- [PROBLEM REQUIREMENTS]: Send back exactly the lines from the opening line of the records below through the one with "let path = dir.join(name);".

- [DATASET RECORDS]:
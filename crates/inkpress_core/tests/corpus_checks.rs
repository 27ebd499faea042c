use inkpress_core::{run_checks, FsPostRepository};
use std::fs;
use std::path::Path;

fn write_file(dir: &Path, name: &str, contents: &str) {
    let path = dir.join(name);
    if let Some(parent) = path.parent() {
        fs::create_dir_all(parent).unwrap();
    }
    fs::write(path, contents).unwrap();
}

#[test]
fn clean_corpus_produces_clean_report() {
    let root = tempfile::tempdir().unwrap();
    let content = root.path().join("content");
    let images = root.path().join("static/images");
    fs::create_dir_all(&images).unwrap();
    fs::write(images.join("plot.png"), b"png").unwrap();

    write_file(
        &content,
        "derivation.md",
        "---\ntitle: Derivation\ndate: 2024-04-01\nmath: true\n---\n\
         Result: $a^2 + b^2 = c^2$\n\n$$\nE = mc^2\n$$\n\n![plot](images/plot.png)\n",
    );

    let posts = FsPostRepository::new(&content).scan().unwrap();
    let report = run_checks(&posts, &images);
    assert!(report.is_clean(), "unexpected findings: {report}");
}

#[test]
fn unbalanced_math_is_reported_only_for_math_posts() {
    let root = tempfile::tempdir().unwrap();
    let content = root.path().join("content");
    let images = root.path().join("static/images");

    write_file(
        &content,
        "broken-math.md",
        "---\ntitle: Broken\ndate: 2024-04-01\nmath: true\n---\nOnly one $delimiter here\n",
    );
    write_file(
        &content,
        "plain-prose.md",
        "---\ntitle: Plain\ndate: 2024-04-02\n---\nA $5 coffee needs no math mode.\n",
    );

    let posts = FsPostRepository::new(&content).scan().unwrap();
    let report = run_checks(&posts, &images);
    assert_eq!(report.findings.len(), 1);
    assert_eq!(report.findings[0].slug, "broken-math");
    assert_eq!(report.findings[0].code, "math_unbalanced");
}

#[test]
fn dangling_image_references_are_reported() {
    let root = tempfile::tempdir().unwrap();
    let content = root.path().join("content");
    let images = root.path().join("static/images");
    fs::create_dir_all(&images).unwrap();
    fs::write(images.join("real.png"), b"png").unwrap();

    write_file(
        &content,
        "gallery.md",
        "---\ntitle: Gallery\ndate: 2024-04-01\nimages:\n  - images/real.png\n---\n\
         ![ok](/images/real.png)\n![missing](images/ghost.png)\n\
         ![remote](https://cdn.example.com/far.png)\n",
    );

    let posts = FsPostRepository::new(&content).scan().unwrap();
    let report = run_checks(&posts, &images);
    assert_eq!(report.findings.len(), 1);
    assert_eq!(report.findings[0].code, "image_missing");
    assert!(report.findings[0].detail.contains("ghost.png"));
}

#[test]
fn drafts_are_checked_too() {
    let root = tempfile::tempdir().unwrap();
    let content = root.path().join("content");
    let images = root.path().join("static/images");

    write_file(
        &content,
        "future-post.md",
        "---\ntitle: Future\ndate: 2024-04-01\ndraft: true\nmath: true\n---\n$$ unclosed\n",
    );

    let posts = FsPostRepository::new(&content).scan().unwrap();
    let report = run_checks(&posts, &images);
    assert_eq!(report.findings.len(), 1);
    assert_eq!(report.findings[0].slug, "future-post");
}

- [REPLY]:
filename crates/inkpress_core/tests/corpus_checks.rs
repository 27ebd499faea042c
use inkpress_core::{run_checks, FsPostRepository};
use std::fs;
use std::path::Path;

fn write_file(dir: &Path, name: &str, contents: &str) {
    let path = dir.join(name);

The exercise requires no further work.